Exercise instructions ->
Below are the records. List every line holding the word "format".

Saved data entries
----------------

//! Ollama LLM Provider
//!
//! Implementation of `LlmProvider` for local Ollama inference.

use std::time::Duration;

use async_trait::async_trait;
use coach_core::{
    error::{CoachError, Result},
    message::{Message, Role},
    provider::{Completion, GenerationOptions, LlmProvider, ModelInfo, TokenUsage},
};
use ollama_rs::{
    generation::{
        chat::{ChatMessage, ChatMessageResponse, MessageRole, request::ChatMessageRequest},
    },
    models::ModelOptions as OllamaOptions,
    Ollama,
};

/// Ollama provider configuration
#[derive(Clone, Debug)]
pub struct OllamaConfig {
    /// Ollama host URL
    pub host: String,

    /// Ollama port
    pub port: u16,

    /// Per-request timeout in seconds
    pub timeout_secs: u64,
}

impl Default for OllamaConfig {
    fn default() -> Self {
        Self {
            host: "http://localhost".into(),
            port: 11434,
            timeout_secs: 60,
        }
    }
}

impl OllamaConfig {
    pub fn from_env() -> Self {
        let defaults = Self::default();
        let host = std::env::var("OLLAMA_HOST").unwrap_or(defaults.host);
        let port = std::env::var("OLLAMA_PORT")
            .ok()
            .and_then(|p| p.parse().ok())
            .unwrap_or(defaults.port);
        let timeout_secs = std::env::var("OLLAMA_TIMEOUT_SECS")
            .ok()
            .and_then(|t| t.parse().ok())
            .unwrap_or(defaults.timeout_secs);

        Self {
            host,
            port,
            timeout_secs,
        }
    }
}

/// Ollama LLM provider
pub struct OllamaProvider {
    client: Ollama,
    config: OllamaConfig,
}

impl OllamaProvider {
    /// Create a new Ollama provider with custom host/port
    pub fn new(host: impl Into<String>, port: u16) -> Self {
        Self::from_config(OllamaConfig {
            host: host.into(),
            port,
            ..Default::default()
        })
    }

    /// Create from configuration
    pub fn from_config(config: OllamaConfig) -> Self {
        Self {
            client: Ollama::new(&config.host, config.port),
            config,
        }
    }

    /// Create from environment variables
    pub fn from_env() -> Self {
        Self::from_config(OllamaConfig::from_env())
    }

    /// Configuration in use
    pub const fn config(&self) -> &OllamaConfig {
        &self.config
    }

    /// Convert coach messages to Ollama format
    fn convert_messages(messages: &[Message]) -> Vec<ChatMessage> {
        messages
            .iter()
            .map(|m| {
                let role = match m.role {
                    Role::System => MessageRole::System,
                    Role::User => MessageRole::User,
                    Role::Assistant => MessageRole::Assistant,
                };
                ChatMessage::new(role, m.content.clone())
            })
            .collect()
    }

    /// Convert Ollama response to a coach completion
    fn convert_completion(response: ChatMessageResponse, model: &str) -> Completion {
        Completion {
            content: response.message.content,
            model: model.to_string(),
            usage: response.final_data.as_ref().map(|d| {
                let prompt = u32::try_from(d.prompt_eval_count).unwrap_or(u32::MAX);
                let completion = u32::try_from(d.eval_count).unwrap_or(u32::MAX);
                TokenUsage {
                    prompt_tokens: prompt,
                    completion_tokens: completion,
                    total_tokens: prompt.saturating_add(completion),
                }
            }),
        }
    }

    /// Build Ollama generation options
    fn build_options(opts: &GenerationOptions) -> OllamaOptions {
        OllamaOptions::default()
            .temperature(opts.temperature)
            .top_p(opts.top_p)
            .num_predict(i32::try_from(opts.max_tokens).unwrap_or(i32::MAX))
    }

    fn timeout(&self) -> Duration {
        Duration::from_secs(self.config.timeout_secs)
    }
}

#[async_trait]
impl LlmProvider for OllamaProvider {
    fn name(&self) -> &str {
        "Ollama"
    }

    async fn health_check(&self) -> Result<bool> {
        match tokio::time::timeout(self.timeout(), self.client.list_local_models()).await {
            Ok(Ok(_)) => Ok(true),
            Ok(Err(e)) => {
                tracing::warn!("Ollama health check failed: {}", e);
                Ok(false)
            }
            Err(_) => {
                tracing::warn!("Ollama health check timed out");
                Ok(false)
            }
        }
    }

    async fn complete(
        &self,
        messages: &[Message],
        options: &GenerationOptions,
    ) -> Result<Completion> {
        let request = ChatMessageRequest::new(
            options.model.clone(),
            Self::convert_messages(messages),
        ).options(Self::build_options(options));

        let response = tokio::time::timeout(self.timeout(), self.client.send_chat_messages(request))
            .await
            .map_err(|_| CoachError::ProviderUnavailable(format!(
                "no answer from Ollama within {}s",
                self.config.timeout_secs
            )))?
            .map_err(|e| CoachError::Provider(e.to_string()))?;

        Ok(Self::convert_completion(response, &options.model))
    }

    async fn list_models(&self) -> Result<Vec<ModelInfo>> {
        let models = self
            .client
            .list_local_models()
            .await
            .map_err(|e| CoachError::ProviderUnavailable(e.to_string()))?;

        Ok(models
            .into_iter()
            .map(|m| ModelInfo {
                id: m.name.clone(),
                name: m.name,
            })
            .collect())
    }
}

#[cfg(test)]
mod tests {
    use super::*;

    #[test]
    fn test_config_defaults() {
        let config = OllamaConfig::default();
        assert_eq!(config.host, "http://localhost");
        assert_eq!(config.port, 11434);
        assert_eq!(config.timeout_secs, 60);
    }

    #[test]
    fn test_message_conversion() {
        let messages = vec![
            Message::system("You are a stock coach."),
            Message::user("Should I sell INFY?"),
        ];

        let converted = OllamaProvider::convert_messages(&messages);
        assert_eq!(converted.len(), 2);
        assert_eq!(converted[1].content, "Should I sell INFY?");
    }

    #[test]
    fn test_custom_host_is_kept() {
        let provider = OllamaProvider::new("http://ollama.internal", 8080);
        assert_eq!(provider.config().host, "http://ollama.internal");
        assert_eq!(provider.config().port, 8080);
        assert_eq!(provider.name(), "Ollama");
    }
}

----------------

Response ->
    /// Convert coach messages to Ollama format
            .map_err(|_| CoachError::ProviderUnavailable(format!(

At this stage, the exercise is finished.